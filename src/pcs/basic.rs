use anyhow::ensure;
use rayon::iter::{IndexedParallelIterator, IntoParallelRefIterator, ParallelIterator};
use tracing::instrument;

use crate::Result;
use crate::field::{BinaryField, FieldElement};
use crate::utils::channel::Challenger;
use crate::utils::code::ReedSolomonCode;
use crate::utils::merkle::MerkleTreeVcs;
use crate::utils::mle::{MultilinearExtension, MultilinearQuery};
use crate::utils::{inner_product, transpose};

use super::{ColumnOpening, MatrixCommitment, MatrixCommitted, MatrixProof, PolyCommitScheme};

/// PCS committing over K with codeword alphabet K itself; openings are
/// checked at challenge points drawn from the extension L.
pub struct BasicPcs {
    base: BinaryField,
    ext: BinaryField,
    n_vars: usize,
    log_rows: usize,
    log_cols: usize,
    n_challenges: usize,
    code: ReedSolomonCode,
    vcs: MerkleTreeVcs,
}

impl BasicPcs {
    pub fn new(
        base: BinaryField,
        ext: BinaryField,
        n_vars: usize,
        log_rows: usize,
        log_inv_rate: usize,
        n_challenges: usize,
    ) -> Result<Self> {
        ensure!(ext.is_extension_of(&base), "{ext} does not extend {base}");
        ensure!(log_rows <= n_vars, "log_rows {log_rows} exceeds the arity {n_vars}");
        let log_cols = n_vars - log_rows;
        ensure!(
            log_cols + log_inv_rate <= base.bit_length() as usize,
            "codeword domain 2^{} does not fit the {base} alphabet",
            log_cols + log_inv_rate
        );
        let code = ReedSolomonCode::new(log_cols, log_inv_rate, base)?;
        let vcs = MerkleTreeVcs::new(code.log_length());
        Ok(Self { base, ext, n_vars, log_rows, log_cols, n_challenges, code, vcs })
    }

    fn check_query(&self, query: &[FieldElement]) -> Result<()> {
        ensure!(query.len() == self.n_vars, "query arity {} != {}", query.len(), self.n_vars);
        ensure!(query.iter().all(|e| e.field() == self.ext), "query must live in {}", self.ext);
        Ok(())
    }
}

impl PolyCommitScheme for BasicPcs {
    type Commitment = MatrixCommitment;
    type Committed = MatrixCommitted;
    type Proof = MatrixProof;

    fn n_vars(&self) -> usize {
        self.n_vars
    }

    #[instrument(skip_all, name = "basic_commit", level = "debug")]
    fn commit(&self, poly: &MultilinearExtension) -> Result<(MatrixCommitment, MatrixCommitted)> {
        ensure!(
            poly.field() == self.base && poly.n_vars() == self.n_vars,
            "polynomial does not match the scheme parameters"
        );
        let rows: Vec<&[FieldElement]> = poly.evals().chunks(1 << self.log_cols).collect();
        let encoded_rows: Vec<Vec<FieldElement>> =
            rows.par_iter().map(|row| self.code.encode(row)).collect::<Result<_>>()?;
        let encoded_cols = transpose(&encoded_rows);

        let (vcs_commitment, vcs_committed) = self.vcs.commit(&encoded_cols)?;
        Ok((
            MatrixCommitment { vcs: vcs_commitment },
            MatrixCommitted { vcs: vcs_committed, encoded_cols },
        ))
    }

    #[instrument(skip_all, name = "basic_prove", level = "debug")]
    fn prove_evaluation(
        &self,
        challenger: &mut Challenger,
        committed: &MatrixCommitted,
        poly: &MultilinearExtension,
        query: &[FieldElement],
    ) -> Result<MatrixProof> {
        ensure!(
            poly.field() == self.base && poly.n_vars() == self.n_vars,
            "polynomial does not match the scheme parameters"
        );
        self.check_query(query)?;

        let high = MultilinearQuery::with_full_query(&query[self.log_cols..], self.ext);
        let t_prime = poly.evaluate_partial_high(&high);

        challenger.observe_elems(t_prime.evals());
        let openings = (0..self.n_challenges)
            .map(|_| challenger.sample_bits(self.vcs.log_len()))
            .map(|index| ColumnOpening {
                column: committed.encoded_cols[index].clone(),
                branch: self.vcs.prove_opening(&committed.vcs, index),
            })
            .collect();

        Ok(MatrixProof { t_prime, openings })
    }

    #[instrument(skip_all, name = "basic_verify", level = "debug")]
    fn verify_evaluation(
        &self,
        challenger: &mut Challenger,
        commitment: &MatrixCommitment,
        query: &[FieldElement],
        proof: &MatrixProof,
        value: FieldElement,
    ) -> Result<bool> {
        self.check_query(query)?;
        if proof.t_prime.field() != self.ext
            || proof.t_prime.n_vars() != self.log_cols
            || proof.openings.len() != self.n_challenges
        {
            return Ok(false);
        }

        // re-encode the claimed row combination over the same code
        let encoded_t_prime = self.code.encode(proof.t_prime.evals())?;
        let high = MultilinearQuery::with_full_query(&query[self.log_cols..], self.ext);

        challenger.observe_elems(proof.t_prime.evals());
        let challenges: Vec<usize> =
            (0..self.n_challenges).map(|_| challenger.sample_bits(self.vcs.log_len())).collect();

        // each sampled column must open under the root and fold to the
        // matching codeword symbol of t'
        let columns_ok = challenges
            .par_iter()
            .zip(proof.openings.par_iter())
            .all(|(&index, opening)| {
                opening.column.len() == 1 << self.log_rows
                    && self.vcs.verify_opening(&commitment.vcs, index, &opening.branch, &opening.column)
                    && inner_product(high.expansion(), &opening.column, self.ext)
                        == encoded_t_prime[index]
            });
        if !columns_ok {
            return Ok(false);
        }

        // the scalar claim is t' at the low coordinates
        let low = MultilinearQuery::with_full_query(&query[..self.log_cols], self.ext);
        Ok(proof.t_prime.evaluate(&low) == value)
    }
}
+++
Above are the records. Copy the lines beginning at the one that has "challenger.observe_elems(proof.t_prime.evals());" and ending with the one that has "opening.column.len() == 1", unchanged.

        challenger.observe_elems(proof.t_prime.evals());
        let challenges: Vec<usize> =
            (0..self.n_challenges).map(|_| challenger.sample_bits(self.vcs.log_len())).collect();

        // each sampled column must open under the root and fold to the
        // matching codeword symbol of t'
        let columns_ok = challenges
            .par_iter()
            .zip(proof.openings.par_iter())
            .all(|(&index, opening)| {
                opening.column.len() == 1 << self.log_rows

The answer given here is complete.